+++ PROVIDED INFORMATION
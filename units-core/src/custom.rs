//! Custom and equation unit encodings.
//!
//! Some unit standards reserve opaque "extension" slots that have no physical dimension. These are stored inside the
//! ordinary [`UnitData`] layout using bit patterns no physical unit produces:
//!
//! - **Custom units** (`CXUN[n]`, `n` in `0..64`): `ampere = -4`, `candela = -2`, `mole = ±1`, index bits 0..2 in
//!   the metre field and bits 3..5 in the second field. The inverted form is exactly [`UnitData::inv`] of the normal
//!   form (the marker fields are their own negation under wraparound), so `mole = -1` identifies an inverse.
//! - **Custom count units** (`CXCUN[n]`, `n` in `0..16`): the same marker with `count = ±1` and `mole = 0`, index
//!   bits 0..2 in the metre field and bit 3 in the second field.
//! - **Equation units** (`EQXUN[n]`, `n` in `0..32`): the `equation` flag, with the index stored in the raw bits of
//!   the radian field (low three bits) and the count field (high two bits).

use crate::dimension::UnitData;
use crate::unit::PreciseUnit;

const MARK_AMPERE: i32 = -4;
const MARK_CANDELA: i32 = -2;

/// Number of custom unit slots.
pub const CUSTOM_UNIT_SLOTS: u16 = 64;
/// Number of custom count unit slots.
pub const CUSTOM_COUNT_UNIT_SLOTS: u16 = 16;
/// Number of equation unit slots.
pub const EQUATION_UNIT_SLOTS: u16 = 32;

const fn has_marker(base: UnitData) -> bool {
    base.ampere() == MARK_AMPERE
        && base.candela() == MARK_CANDELA
        && base.kg() == 0
        && base.kelvin() == 0
        && base.currency() == 0
        && base.radian() == 0
        && !base.is_equation()
}

// ─────────────────────────────────────────────────────────────────────────────
// Custom units
// ─────────────────────────────────────────────────────────────────────────────

/// Dimension vector of custom unit `index` (taken modulo 64).
pub const fn custom_unit(index: u16) -> UnitData {
    let index = (index % CUSTOM_UNIT_SLOTS) as i32;
    UnitData::new(
        index & 0x07,
        0,
        (index >> 3) & 0x07,
        MARK_AMPERE,
        0,
        1,
        MARK_CANDELA,
        0,
        0,
        0,
        false,
        false,
        false,
        false,
    )
}

/// `true` if `base` is a custom unit or its inverse.
pub const fn is_custom_unit(base: UnitData) -> bool {
    has_marker(base) && base.count() == 0 && (base.mole() == 1 || base.mole() == -1)
}

/// `true` if `base` is the inverse of a custom unit.
pub const fn is_custom_unit_inverted(base: UnitData) -> bool {
    is_custom_unit(base) && base.mole() == -1
}

/// Index of a custom unit (normal or inverted).
pub const fn custom_unit_index(base: UnitData) -> u16 {
    let sign = if base.mole() < 0 { -1 } else { 1 };
    let low = (base.meter() * sign) & 0x07;
    let high = (base.second() * sign) & 0x07;
    (low | (high << 3)) as u16
}

/// Custom unit `index` as a [`PreciseUnit`].
pub const fn generate_custom_unit(index: u16) -> PreciseUnit {
    PreciseUnit::from_base(custom_unit(index))
}

// ─────────────────────────────────────────────────────────────────────────────
// Custom count units
// ─────────────────────────────────────────────────────────────────────────────

/// Dimension vector of custom count unit `index` (taken modulo 16).
pub const fn custom_count_unit(index: u16) -> UnitData {
    let index = (index % CUSTOM_COUNT_UNIT_SLOTS) as i32;
    UnitData::new(
        index & 0x07,
        0,
        (index >> 3) & 0x01,
        MARK_AMPERE,
        0,
        0,
        MARK_CANDELA,
        0,
        1,
        0,
        false,
        false,
        false,
        false,
    )
}

/// `true` if `base` is a custom count unit or its inverse.
pub const fn is_custom_count_unit(base: UnitData) -> bool {
    has_marker(base) && base.mole() == 0 && (base.count() == 1 || base.count() == -1)
}

/// `true` if `base` is the inverse of a custom count unit.
pub const fn is_custom_count_unit_inverted(base: UnitData) -> bool {
    is_custom_count_unit(base) && base.count() == -1
}

/// Index of a custom count unit (normal or inverted).
pub const fn custom_count_unit_index(base: UnitData) -> u16 {
    let sign = if base.count() < 0 { -1 } else { 1 };
    let low = (base.meter() * sign) & 0x07;
    let high = (base.second() * sign) & 0x01;
    (low | (high << 3)) as u16
}

/// Custom count unit `index` as a [`PreciseUnit`].
pub const fn generate_custom_count_unit(index: u16) -> PreciseUnit {
    PreciseUnit::from_base(custom_count_unit(index))
}

// ─────────────────────────────────────────────────────────────────────────────
// Equation units
// ─────────────────────────────────────────────────────────────────────────────

/// Dimension vector of equation unit `index` (taken modulo 32).
pub const fn equation_unit(index: u16) -> UnitData {
    let index = (index % EQUATION_UNIT_SLOTS) as u32;
    let radian = (index & 0x07) as i32;
    let count = ((index >> 3) & 0x03) as i32;
    UnitData::new(0, 0, 0, 0, 0, 0, 0, 0, count, radian, false, false, false, true)
}

/// Index of an equation unit.
pub const fn equation_unit_index(base: UnitData) -> u16 {
    (base.radian_raw() | (base.count_raw() << 3)) as u16
}

#[cfg(test)]
mod tests {
    use super::*;

    #[test]
    fn custom_units_round_trip_every_slot() {
        for i in 0..CUSTOM_UNIT_SLOTS {
            let base = custom_unit(i);
            assert!(is_custom_unit(base), "slot {i}");
            assert!(!is_custom_unit_inverted(base));
            assert!(!is_custom_count_unit(base));
            assert_eq!(custom_unit_index(base), i);

            let inv = base.inv();
            assert!(is_custom_unit(inv), "inverse slot {i}");
            assert!(is_custom_unit_inverted(inv));
            assert_eq!(custom_unit_index(inv), i);
        }
    }

    #[test]
    fn custom_count_units_round_trip_every_slot() {
        for i in 0..CUSTOM_COUNT_UNIT_SLOTS {
            let base = custom_count_unit(i);
            assert!(is_custom_count_unit(base));
            assert!(!is_custom_unit(base));
            assert_eq!(custom_count_unit_index(base), i);
            assert!(is_custom_count_unit_inverted(base.inv()));
            assert_eq!(custom_count_unit_index(base.inv()), i);
        }
    }

    #[test]
    fn equation_units_round_trip_every_slot() {
        for i in 0..EQUATION_UNIT_SLOTS {
            let base = equation_unit(i);
            assert!(base.is_equation());
            assert_eq!(equation_unit_index(base), i);
        }
    }

    #[test]
    fn physical_units_are_not_custom() {
        let newton = UnitData::new(1, 1, -2, 0, 0, 0, 0, 0, 0, 0, false, false, false, false);
        assert!(!is_custom_unit(newton));
        assert!(!is_custom_count_unit(newton));
        assert!(!is_custom_unit(UnitData::NONE));
    }

    #[test]
    fn generated_units_have_unit_multiplier() {
        assert_eq!(generate_custom_unit(5).multiplier(), 1.0);
        assert_eq!(generate_custom_count_unit(3).base_units(), custom_count_unit(3));
    }
}
//! Health check endpoint.

use axum::Json;
use serde_json::{Value, json};

/// GET /health — liveness check. Does not touch the model or catalog.
pub async fn health() -> Json<Value> {
    Json(json!({
        "status": "ok",
        "service": env!("CARGO_PKG_NAME"),
        "version": env!("CARGO_PKG_VERSION"),
    }))
}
++++++
__TASK PROMPT__:
When you transcribe the listing, make each line match the original exactly.

__REPLY TO THE EXERCISE__:
filename units-core/src/custom.rs
//! Custom and equation unit encodings.
//!
//! Some unit standards reserve opaque "extension" slots that have no physical dimension. These are stored inside the
//! ordinary [`UnitData`] layout using bit patterns no physical unit produces:
//!
//! - **Custom units** (`CXUN[n]`, `n` in `0..64`): `ampere = -4`, `candela = -2`, `mole = ±1`, index bits 0..2 in
//!   the metre field and bits 3..5 in the second field. The inverted form is exactly [`UnitData::inv`] of the normal
//!   form (the marker fields are their own negation under wraparound), so `mole = -1` identifies an inverse.
//! - **Custom count units** (`CXCUN[n]`, `n` in `0..16`): the same marker with `count = ±1` and `mole = 0`, index
//!   bits 0..2 in the metre field and bit 3 in the second field.
//! - **Equation units** (`EQXUN[n]`, `n` in `0..32`): the `equation` flag, with the index stored in the raw bits of
//!   the radian field (low three bits) and the count field (high two bits).

use crate::dimension::UnitData;
use crate::unit::PreciseUnit;

const MARK_AMPERE: i32 = -4;
const MARK_CANDELA: i32 = -2;

/// Number of custom unit slots.
pub const CUSTOM_UNIT_SLOTS: u16 = 64;
/// Number of custom count unit slots.
pub const CUSTOM_COUNT_UNIT_SLOTS: u16 = 16;
/// Number of equation unit slots.
pub const EQUATION_UNIT_SLOTS: u16 = 32;

const fn has_marker(base: UnitData) -> bool {
    base.ampere() == MARK_AMPERE
        && base.candela() == MARK_CANDELA
        && base.kg() == 0
        && base.kelvin() == 0
        && base.currency() == 0
        && base.radian() == 0
        && !base.is_equation()
}

// ─────────────────────────────────────────────────────────────────────────────
// Custom units
// ─────────────────────────────────────────────────────────────────────────────

/// Dimension vector of custom unit `index` (taken modulo 64).
pub const fn custom_unit(index: u16) -> UnitData {
    let index = (index % CUSTOM_UNIT_SLOTS) as i32;
    UnitData::new(
        index & 0x07,
        0,
        (index >> 3) & 0x07,
        MARK_AMPERE,
        0,
        1,
        MARK_CANDELA,
        0,
        0,
        0,
        false,
        false,
        false,
        false,
    )
}

/// `true` if `base` is a custom unit or its inverse.
pub const fn is_custom_unit(base: UnitData) -> bool {
    has_marker(base) && base.count() == 0 && (base.mole() == 1 || base.mole() == -1)
}

/// `true` if `base` is the inverse of a custom unit.
pub const fn is_custom_unit_inverted(base: UnitData) -> bool {
    is_custom_unit(base) && base.mole() == -1
}

/// Index of a custom unit (normal or inverted).
pub const fn custom_unit_index(base: UnitData) -> u16 {
    let sign = if base.mole() < 0 { -1 } else { 1 };
    let low = (base.meter() * sign) & 0x07;
    let high = (base.second() * sign) & 0x07;
    (low | (high << 3)) as u16
}

/// Custom unit `index` as a [`PreciseUnit`].
pub const fn generate_custom_unit(index: u16) -> PreciseUnit {
    PreciseUnit::from_base(custom_unit(index))
}

// ─────────────────────────────────────────────────────────────────────────────
// Custom count units
// ─────────────────────────────────────────────────────────────────────────────

/// Dimension vector of custom count unit `index` (taken modulo 16).
pub const fn custom_count_unit(index: u16) -> UnitData {
    let index = (index % CUSTOM_COUNT_UNIT_SLOTS) as i32;
    UnitData::new(
        index & 0x07,
        0,
        (index >> 3) & 0x01,
        MARK_AMPERE,
        0,
        0,
        MARK_CANDELA,
        0,
        1,
        0,
        false,
        false,
        false,
        false,
    )
}

/// `true` if `base` is a custom count unit or its inverse.
pub const fn is_custom_count_unit(base: UnitData) -> bool {
    has_marker(base) && base.mole() == 0 && (base.count() == 1 || base.count() == -1)
}

/// `true` if `base` is the inverse of a custom count unit.
pub const fn is_custom_count_unit_inverted(base: UnitData) -> bool {
    is_custom_count_unit(base) && base.count() == -1
}

/// Index of a custom count unit (normal or inverted).
pub const fn custom_count_unit_index(base: UnitData) -> u16 {
    let sign = if base.count() < 0 { -1 } else { 1 };
    let low = (base.meter() * sign) & 0x07;
    let high = (base.second() * sign) & 0x01;
    (low | (high << 3)) as u16
}

/// Custom count unit `index` as a [`PreciseUnit`].
pub const fn generate_custom_count_unit(index: u16) -> PreciseUnit {
    PreciseUnit::from_base(custom_count_unit(index))
}

// ─────────────────────────────────────────────────────────────────────────────
// Equation units
// ─────────────────────────────────────────────────────────────────────────────

/// Dimension vector of equation unit `index` (taken modulo 32).
pub const fn equation_unit(index: u16) -> UnitData {
    let index = (index % EQUATION_UNIT_SLOTS) as u32;
    let radian = (index & 0x07) as i32;
    let count = ((index >> 3) & 0x03) as i32;
    UnitData::new(0, 0, 0, 0, 0, 0, 0, 0, count, radian, false, false, false, true)
}

/// Index of an equation unit.
pub const fn equation_unit_index(base: UnitData) -> u16 {
    (base.radian_raw() | (base.count_raw() << 3)) as u16
}

#[cfg(test)]
mod tests {
    use super::*;

    #[test]
    fn custom_units_round_trip_every_slot() {
        for i in 0..CUSTOM_UNIT_SLOTS {
            let base = custom_unit(i);
            assert!(is_custom_unit(base), "slot {i}");
            assert!(!is_custom_unit_inverted(base));
            assert!(!is_custom_count_unit(base));
            assert_eq!(custom_unit_index(base), i);

            let inv = base.inv();
            assert!(is_custom_unit(inv), "inverse slot {i}");
            assert!(is_custom_unit_inverted(inv));
            assert_eq!(custom_unit_index(inv), i);
        }
    }

    #[test]
    fn custom_count_units_round_trip_every_slot() {
        for i in 0..CUSTOM_COUNT_UNIT_SLOTS {
            let base = custom_count_unit(i);
            assert!(is_custom_count_unit(base));
            assert!(!is_custom_unit(base));
            assert_eq!(custom_count_unit_index(base), i);
            assert!(is_custom_count_unit_inverted(base.inv()));
            assert_eq!(custom_count_unit_index(base.inv()), i);
        }
    }

    #[test]
    fn equation_units_round_trip_every_slot() {
        for i in 0..EQUATION_UNIT_SLOTS {
            let base = equation_unit(i);
            assert!(base.is_equation());
            assert_eq!(equation_unit_index(base), i);
        }
    }

    #[test]
    fn physical_units_are_not_custom() {
        let newton = UnitData::new(1, 1, -2, 0, 0, 0, 0, 0, 0, 0, false, false, false, false);
        assert!(!is_custom_unit(newton));
        assert!(!is_custom_count_unit(newton));
        assert!(!is_custom_unit(UnitData::NONE));
    }

    #[test]
    fn generated_units_have_unit_multiplier() {
        assert_eq!(generate_custom_unit(5).multiplier(), 1.0);
        assert_eq!(generate_custom_count_unit(3).base_units(), custom_count_unit(3));
    }
}
//! Health check endpoint.

use axum::Json;
use serde_json::{Value, json};

/// GET /health — liveness check. Does not touch the model or catalog.
pub async fn health() -> Json<Value> {
    Json(json!({
        "status": "ok",
        "service": env!("CARGO_PKG_NAME"),
        "version": env!("CARGO_PKG_VERSION"),
    }))
}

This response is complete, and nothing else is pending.